(Collected data entries)
= Beginning of Section =

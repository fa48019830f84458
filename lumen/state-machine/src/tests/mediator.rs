use lumen_primitives::{
	hashing::payment_task_key,
	types::{
		CanonicalIdentifier,
		ChannelIdentifier,
		Secret,
		SecretHash,
		TokenAmount,
		U64,
	},
};

use super::factories::{
	channel_id,
	make_channel,
	make_channel_with_timeouts,
	make_chain_state,
	make_partner_envelope,
	make_route,
	make_secret,
	register_pending_lock,
	Keyring,
	TOKEN,
};
use crate::{
	machine::chain,
	types::{
		ActionInitMediator,
		Block,
		ChainState,
		ChannelState,
		Event,
		HashTimeLockState,
		LockedTransferState,
		PayerState,
		ReceiveAnnounceDisposed,
		ReceiveSecretReveal,
		ReceiveUnlock,
		RouteState,
		TransferTask,
	},
	views,
};

/// Mediation setup from Bob's point of view: Alice pays through us towards
/// Dave, the next hops are the given keyrings.
struct MediationSetup {
	chain_state: ChainState,
	secret: Secret,
	secrethash: SecretHash,
	payer_channel_identifier: ChannelIdentifier,
	payer_expiration: U64,
}

fn setup_mediation(payee_hops: Vec<Keyring>, fee: u64) -> (MediationSetup, Vec<Event>) {
	let payer_channel = make_channel(Keyring::Bob, Keyring::Alice, 0, 100);
	let payer_route = make_route(Keyring::Alice, &payer_channel);
	let payer_channel_identifier = channel_id(&payer_channel);

	let mut channels = vec![payer_channel];
	let mut routes: Vec<RouteState> = vec![];
	for hop in &payee_hops {
		let payee_channel = make_channel(Keyring::Bob, *hop, 100, 0);
		let mut route = make_route(*hop, &payee_channel);
		route.fee = TokenAmount::from(fee);
		routes.push(route);
		channels.push(payee_channel);
	}

	let (secret, secrethash) = make_secret(3);
	let payer_expiration = U64::from(310);
	let amount = TokenAmount::from(50 + fee);

	let mut chain_state = make_chain_state(Keyring::Bob, channels);

	// Build the envelope Alice would send along with the locked transfer.
	let payer_channel = chain_state
		.channels
		.get_mut(&payer_channel_identifier)
		.expect("Channel exists");
	let lock = HashTimeLockState::new(amount, payer_expiration, secrethash);
	let locksroot = payer_channel
		.partner_state
		.lock_tree
		.compute_root_with(secrethash, lock.leaf())
		.expect("Not a duplicate");
	let envelope = make_partner_envelope(payer_channel, TokenAmount::zero(), locksroot);
	let canonical_identifier = payer_channel.canonical_identifier.clone();

	let from_transfer = LockedTransferState {
		channel_identifier: canonical_identifier,
		token: TOKEN,
		initiator: Keyring::Alice.address(),
		target: Keyring::Dave.address(),
		amount,
		target_amount: TokenAmount::from(50),
		fee: TokenAmount::from(fee),
		expiration: payer_expiration,
		secrethash,
		secret: None,
	};

	let transition = chain::state_transition(
		chain_state,
		ActionInitMediator { from_route: payer_route, from_transfer, routes, envelope }.into(),
	)
	.expect("Init should succeed");

	(
		MediationSetup {
			chain_state: transition.new_state,
			secret,
			secrethash,
			payer_channel_identifier,
			payer_expiration,
		},
		transition.events,
	)
}

fn payee_channel<'a>(chain_state: &'a ChainState, hop: Keyring) -> &'a ChannelState {
	views::get_channel_by_token_and_partner(chain_state, TOKEN, hop.address())
		.expect("Channel exists")
}

#[test]
fn test_init_forwards_transfer_with_fee_deducted() {
	let (setup, events) = setup_mediation(vec![Keyring::Charlie], 1);

	assert_eq!(events.len(), 1);
	let mediated = match &events[0] {
		Event::SendMediatedTransfer(inner) => inner,
		other => panic!("Expected SendMediatedTransfer, got {}", other.type_name()),
	};
	assert_eq!(mediated.inner.recipient, Keyring::Charlie.address());
	assert_eq!(mediated.transfer.amount, TokenAmount::from(50));
	assert_eq!(mediated.transfer.fee, TokenAmount::zero());
	assert!(mediated.transfer.expiration <= setup.payer_expiration);

	let key = payment_task_key(setup.secrethash, TOKEN);
	match setup.chain_state.payment_mapping.get(&key) {
		Some(TransferTask::Mediator(mediator_state)) => {
			assert_eq!(mediator_state.transfers_pair.len(), 1);
			let pair = &mediator_state.transfers_pair[0];
			assert!(pair.payer_transfer.expiration >= pair.payee_transfer.expiration);
		},
		other => panic!("Expected a mediator task, got {:?}", other),
	}

	// The received lock is registered in the payer channel.
	let payer_channel = views::get_channel(&setup.chain_state, setup.payer_channel_identifier)
		.expect("Channel exists");
	assert!(payer_channel.partner_state.pending_locks.contains_key(&setup.secrethash));
	// The forwarded lock is registered in the payee channel.
	assert!(payee_channel(&setup.chain_state, Keyring::Charlie)
		.our_state
		.pending_locks
		.contains_key(&setup.secrethash));
}

#[test]
fn test_init_without_route_refunds_payer() {
	let (setup, events) = setup_mediation(vec![], 0);

	let disposed = events
		.iter()
		.find_map(|event| match event {
			Event::SendAnnounceDisposed(inner) => Some(inner),
			_ => None,
		})
		.expect("The transfer must be refused");
	assert_eq!(disposed.inner.recipient, Keyring::Alice.address());
	assert_eq!(disposed.lock.secrethash, setup.secrethash);
	assert!(setup.chain_state.payment_mapping.is_empty());
}

#[test]
fn test_init_refuses_flooding_payer() {
	let mut payer_channel =
		make_channel_with_timeouts(Keyring::Bob, Keyring::Alice, 0, 100, 3, 600);
	// More outstanding locks than the reveal timeout allows.
	for seed in 100..104 {
		let (_, secrethash) = make_secret(seed);
		register_pending_lock(&mut payer_channel, true, 1, U64::from(500), secrethash);
	}
	let payer_route = make_route(Keyring::Alice, &payer_channel);
	let payee_channel = make_channel(Keyring::Bob, Keyring::Charlie, 100, 0);
	let payee_route = make_route(Keyring::Charlie, &payee_channel);
	let payer_channel_identifier = channel_id(&payer_channel);

	let (_, secrethash) = make_secret(3);
	let lock = HashTimeLockState::new(TokenAmount::from(50), U64::from(310), secrethash);
	let locksroot = payer_channel
		.partner_state
		.lock_tree
		.compute_root_with(secrethash, lock.leaf())
		.expect("Not a duplicate");
	let envelope = make_partner_envelope(&payer_channel, TokenAmount::zero(), locksroot);
	let canonical_identifier = payer_channel.canonical_identifier.clone();

	let chain_state = make_chain_state(Keyring::Bob, vec![payer_channel, payee_channel]);
	let transition = chain::state_transition(
		chain_state,
		ActionInitMediator {
			from_route: payer_route,
			from_transfer: LockedTransferState {
				channel_identifier: canonical_identifier,
				token: TOKEN,
				initiator: Keyring::Alice.address(),
				target: Keyring::Dave.address(),
				amount: TokenAmount::from(50),
				target_amount: TokenAmount::from(50),
				fee: TokenAmount::zero(),
				expiration: U64::from(310),
				secrethash,
				secret: None,
			},
			routes: vec![payee_route],
			envelope,
		}
		.into(),
	)
	.expect("Should transition");

	let disposed = transition
		.events
		.iter()
		.find_map(|event| match event {
			Event::SendAnnounceDisposed(inner) => Some(inner),
			_ => None,
		})
		.expect("The transfer must be refused");
	assert_eq!(disposed.lock.secrethash, secrethash);
	assert!(transition.new_state.payment_mapping.is_empty());
	// The flooding lock itself was still registered.
	let payer_channel = views::get_channel(&transition.new_state, payer_channel_identifier)
		.expect("Channel exists");
	assert_eq!(payer_channel.partner_state.pending_locks.len(), 5);
}

#[test]
fn test_secret_reveal_propagates_backwards_and_pays_payee() {
	let (setup, _) = setup_mediation(vec![Keyring::Charlie], 1);

	let transition = chain::state_transition(
		setup.chain_state,
		ReceiveSecretReveal {
			sender: Keyring::Charlie.address(),
			secret: setup.secret,
			secrethash: setup.secrethash,
		}
		.into(),
	)
	.expect("Should transition");

	// The secret travels backwards to the payer hop.
	let reveal = transition
		.events
		.iter()
		.find_map(|event| match event {
			Event::SendSecretReveal(inner) => Some(inner),
			_ => None,
		})
		.expect("The secret must be revealed to the payer");
	assert_eq!(reveal.inner.recipient, Keyring::Alice.address());

	// The payee is paid right away, the payer lock is far from expiring.
	let balance_proof = transition
		.events
		.iter()
		.find_map(|event| match event {
			Event::SendBalanceProof(inner) => Some(inner),
			_ => None,
		})
		.expect("The payee must be paid");
	assert_eq!(balance_proof.inner.recipient, Keyring::Charlie.address());
	assert_eq!(balance_proof.balance_proof.transferred_amount, TokenAmount::from(50));
	assert!(transition
		.events
		.iter()
		.any(|event| matches!(event, Event::UnlockSuccess(_))));

	let key = payment_task_key(setup.secrethash, TOKEN);
	match transition.new_state.payment_mapping.get(&key) {
		Some(TransferTask::Mediator(mediator_state)) => {
			assert_eq!(mediator_state.secret, Some(setup.secret));
		},
		other => panic!("Expected a mediator task, got {:?}", other),
	}
}

#[test]
fn test_unlock_from_payer_finalizes_mediation() {
	let (setup, _) = setup_mediation(vec![Keyring::Charlie], 1);

	// Payee reveals and is paid first.
	let transition = chain::state_transition(
		setup.chain_state,
		ReceiveSecretReveal {
			sender: Keyring::Charlie.address(),
			secret: setup.secret,
			secrethash: setup.secrethash,
		}
		.into(),
	)
	.expect("Should transition");

	// Now the payer pays our lock with a new balance proof.
	let mut chain_state = transition.new_state;
	let payer_channel = chain_state
		.channels
		.get_mut(&setup.payer_channel_identifier)
		.expect("Channel exists");
	let locksroot = payer_channel
		.partner_state
		.lock_tree
		.compute_root_without(setup.secrethash)
		.expect("Lock exists");
	let envelope =
		make_partner_envelope(payer_channel, TokenAmount::from(51), locksroot);

	let transition = chain::state_transition(
		chain_state,
		ReceiveUnlock { envelope, secret: setup.secret, secrethash: setup.secrethash }.into(),
	)
	.expect("Should transition");

	assert!(transition
		.events
		.iter()
		.any(|event| matches!(event, Event::WithdrawSuccess(_))));
	assert!(transition
		.events
		.iter()
		.any(|event| matches!(event, Event::RemoveStateManager(_))));
	assert!(transition.new_state.payment_mapping.is_empty());

	let payer_channel = views::get_channel(&transition.new_state, setup.payer_channel_identifier)
		.expect("Channel exists");
	assert_eq!(
		payer_channel.partner_state.transferred_amount(),
		TokenAmount::from(51)
	);
	assert!(payer_channel.partner_state.lock_tree.is_empty());
}

#[test]
fn test_refusal_from_payee_retries_over_next_route() {
	let (setup, events) = setup_mediation(vec![Keyring::Charlie, Keyring::Eve], 0);
	let forwarded = match &events[0] {
		Event::SendMediatedTransfer(inner) => inner.transfer.clone(),
		other => panic!("Expected SendMediatedTransfer, got {}", other.type_name()),
	};

	let charlie_channel_identifier =
		channel_id(payee_channel(&setup.chain_state, Keyring::Charlie));
	let transition = chain::state_transition(
		setup.chain_state,
		ReceiveAnnounceDisposed {
			canonical_identifier: CanonicalIdentifier::new(
				charlie_channel_identifier,
				U64::from(1),
			),
			sender: Keyring::Charlie.address(),
			lock: HashTimeLockState::new(
				forwarded.amount,
				forwarded.expiration,
				setup.secrethash,
			),
			error_code: 1,
			error_msg: "no route".to_owned(),
		}
		.into(),
	)
	.expect("Should transition");

	assert!(transition
		.events
		.iter()
		.any(|event| matches!(event, Event::SendAnnounceDisposedResponse(_))));
	let retried = transition
		.events
		.iter()
		.find_map(|event| match event {
			Event::SendMediatedTransfer(inner) => Some(inner),
			_ => None,
		})
		.expect("The mediation must be retried");
	assert_eq!(retried.inner.recipient, Keyring::Eve.address());

	let key = payment_task_key(setup.secrethash, TOKEN);
	match transition.new_state.payment_mapping.get(&key) {
		Some(TransferTask::Mediator(mediator_state)) => {
			assert_eq!(mediator_state.transfers_pair.len(), 1);
			assert_eq!(
				mediator_state.transfers_pair[0].payee_route.hop_node,
				Keyring::Eve.address()
			);
		},
		other => panic!("Expected a mediator task, got {:?}", other),
	}
}

#[test]
fn test_danger_zone_registers_secret_once() {
	let (setup, _) = setup_mediation(vec![Keyring::Charlie], 1);

	// Payee knows the secret and was paid.
	let transition = chain::state_transition(
		setup.chain_state,
		ReceiveSecretReveal {
			sender: Keyring::Charlie.address(),
			secret: setup.secret,
			secrethash: setup.secrethash,
		}
		.into(),
	)
	.expect("Should transition");

	// Advance into the payer lock's danger zone: fewer than reveal_timeout
	// blocks remain before its expiration.
	let danger_block = setup.payer_expiration - U64::from(29);
	let transition = chain::state_transition(
		transition.new_state,
		Block { block_number: danger_block }.into(),
	)
	.expect("Should transition");

	let registrations = transition
		.events
		.iter()
		.filter(|event| matches!(event, Event::ContractSendRegisterSecret(_)))
		.count();
	assert_eq!(registrations, 1);

	let key = payment_task_key(setup.secrethash, TOKEN);
	match transition.new_state.payment_mapping.get(&key) {
		Some(TransferTask::Mediator(mediator_state)) => {
			assert_eq!(
				mediator_state.transfers_pair[0].payer_state,
				PayerState::WaitingRegisterSecret
			);
		},
		other => panic!("Expected a mediator task, got {:?}", other),
	}

	// Re-evaluation on the next block must not send a second transaction.
	let transition = chain::state_transition(
		transition.new_state,
		Block { block_number: danger_block + 1 }.into(),
	)
	.expect("Should transition");
	assert!(transition
		.events
		.iter()
		.all(|event| !matches!(event, Event::ContractSendRegisterSecret(_))));
}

= End of Section =

> [Exercise] Give an exact copy of the lines above, from the top of the records to the line that contains "let amount = TokenAmount::from(50 + fee);", taking in both ends.

> [Your solution]
repository fa48019830f84458
filename lumen/state-machine/src/tests/mediator.rs
use lumen_primitives::{
	hashing::payment_task_key,
	types::{
		CanonicalIdentifier,
		ChannelIdentifier,
		Secret,
		SecretHash,
		TokenAmount,
		U64,
	},
};

use super::factories::{
	channel_id,
	make_channel,
	make_channel_with_timeouts,
	make_chain_state,
	make_partner_envelope,
	make_route,
	make_secret,
	register_pending_lock,
	Keyring,
	TOKEN,
};
use crate::{
	machine::chain,
	types::{
		ActionInitMediator,
		Block,
		ChainState,
		ChannelState,
		Event,
		HashTimeLockState,
		LockedTransferState,
		PayerState,
		ReceiveAnnounceDisposed,
		ReceiveSecretReveal,
		ReceiveUnlock,
		RouteState,
		TransferTask,
	},
	views,
};

/// Mediation setup from Bob's point of view: Alice pays through us towards
/// Dave, the next hops are the given keyrings.
struct MediationSetup {
	chain_state: ChainState,
	secret: Secret,
	secrethash: SecretHash,
	payer_channel_identifier: ChannelIdentifier,
	payer_expiration: U64,
}

fn setup_mediation(payee_hops: Vec<Keyring>, fee: u64) -> (MediationSetup, Vec<Event>) {
	let payer_channel = make_channel(Keyring::Bob, Keyring::Alice, 0, 100);
	let payer_route = make_route(Keyring::Alice, &payer_channel);
	let payer_channel_identifier = channel_id(&payer_channel);

	let mut channels = vec![payer_channel];
	let mut routes: Vec<RouteState> = vec![];
	for hop in &payee_hops {
		let payee_channel = make_channel(Keyring::Bob, *hop, 100, 0);
		let mut route = make_route(*hop, &payee_channel);
		route.fee = TokenAmount::from(fee);
		routes.push(route);
		channels.push(payee_channel);
	}

	let (secret, secrethash) = make_secret(3);
	let payer_expiration = U64::from(310);
	let amount = TokenAmount::from(50 + fee);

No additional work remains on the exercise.